We spent $10 to find out that she was completely adverse to putting a toe in the pool.

Determined to redeem the day somewhat, if possible, we got into the car and drove in search of blue sky. It could have been a long drive, but luckily, we achieved our goal round about Placentia. Parked the car at the beach and walked up the old road (now a trail) to Castle Hill. Definitely worth it. I doubt if I will ever use the Parks Canada Castle Hill access again. Very pleasant walk that gives you a real feeling for the location of the fortifications.

The sides of the old road are still evident, as you can see below. In the 1700s, this path was used by people travelling between the fort and the beach settlement.Old Road
There are still a few canon around. John and Katherine found them entertaining.A couple of nuts, loose.
Placentia was originally a French fortification and community, known as Plaisance. It was the French capital of Newfoundland and was an important base for the French fishery in the New World. The fortifications changed places several times, from beach to hilltop to other hilltop. the current Castle Hill site is the most recent of the fortifications. In 1715, the entire community moved to Cape Breton (Nova Scotia) by condition of the Treaty of Utrecht, signed the previous year. I wrote a long-winded thesis about the religious life in Plaisance for my Master of Arts degree.

Here's the walkway leading into the fort ruins:
Web of chains
The shadows of the chains looked rather like the strands of a spider web.
A canon, baking in the first sun it has seen in over a week:Sun on a gun
The town of Placentia, as seen from the fort.

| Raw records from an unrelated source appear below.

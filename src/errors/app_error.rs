use flow_core::CoreEngineError;
use thiserror::Error;

use super::ConfigError;

#[derive(Debug, Error)]
pub enum AppError {
    #[error(transparent)]
    Engine(#[from] CoreEngineError),
    #[error("Error de configuración: {0}")]
    Config(#[from] ConfigError),
    #[error("Error en IO: {0}")]
    Io(#[from] std::io::Error),
    #[error("Error de serialización: {0}")]
    Json(#[from] serde_json::Error),
}

impl AppError {
    /// Código de salida del binario. Sólo los errores del motor tienen
    /// códigos propios (2 entorno desconocido, 3 run en curso).
    pub fn exit_code(&self) -> u8 {
        match self {
            AppError::Engine(e) => e.exit_code(),
            _ => 1,
        }
    }
}
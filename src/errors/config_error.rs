use thiserror::Error;

#[derive(Debug, Error, PartialEq, Eq)]
pub enum ConfigError {
    #[error("Valor inválido para {key}: '{value}' ({reason})")]
    InvalidValue { key: String, value: String, reason: String },
    #[error("No se pudo leer {path}: {reason}")]
    Unreadable { path: String, reason: String },
}
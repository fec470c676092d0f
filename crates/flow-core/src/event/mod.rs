//! Definiciones de eventos y trait EventStore.

mod store;
mod types;

pub use store::{EventStore, InMemoryEventStore};
pub use types::{RunEvent, RunEventKind};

Placentia detail
The church in the middle is in roughly the location of the original monastery and church as constructed by the French in the 1600s. The first religious leaders in the town were priests accompanying fishing vessels, followed by army chaplains and finally by the Franciscan Récollet monks from the provinces of Saint-Denis and Brittany. Their mission lasted from 1689 or so until long after 1715, when they accompanied the community to Cape Breton. Fascinating time period in the life of this province and a really interesting study to have made. I particularly enjoyed gleaning bits and pieces of information about religious life in the colony from the correspondences of the inhabitants.

Here's Pointe Verde, location of the worlds ugliest lighthouse. Seriously. Metal framework with a light on top, surrounded by scrap metal, a gravel quarry and chain link fencing. Lovely spot. Looks better from a couple of miles away.
Pointe Verde
The palisade of the fortifications, reduced in height somewhat so as not to spoil the view, I suspect. A very short palisade. Very short. Three feet short. Hopefully it was taller, historically. Guess the Parks Canada people feel safe from marauding tourists.
Line of de-fence

A final shot of the tops of the palisade that lines the beach. Originally used for drying vast quantities of fish, the incredible cobblestone beaches are the main reason Placentia/Plaisance was settled. Now there's a fabulous boardwalk the length of the shore (a mile or more) that connects to the trail up to the fort.
A day well-spent. By the end of it, I was even beginning to forget the swimming debacle. Until, of course, she asked to go again sometime. Hah.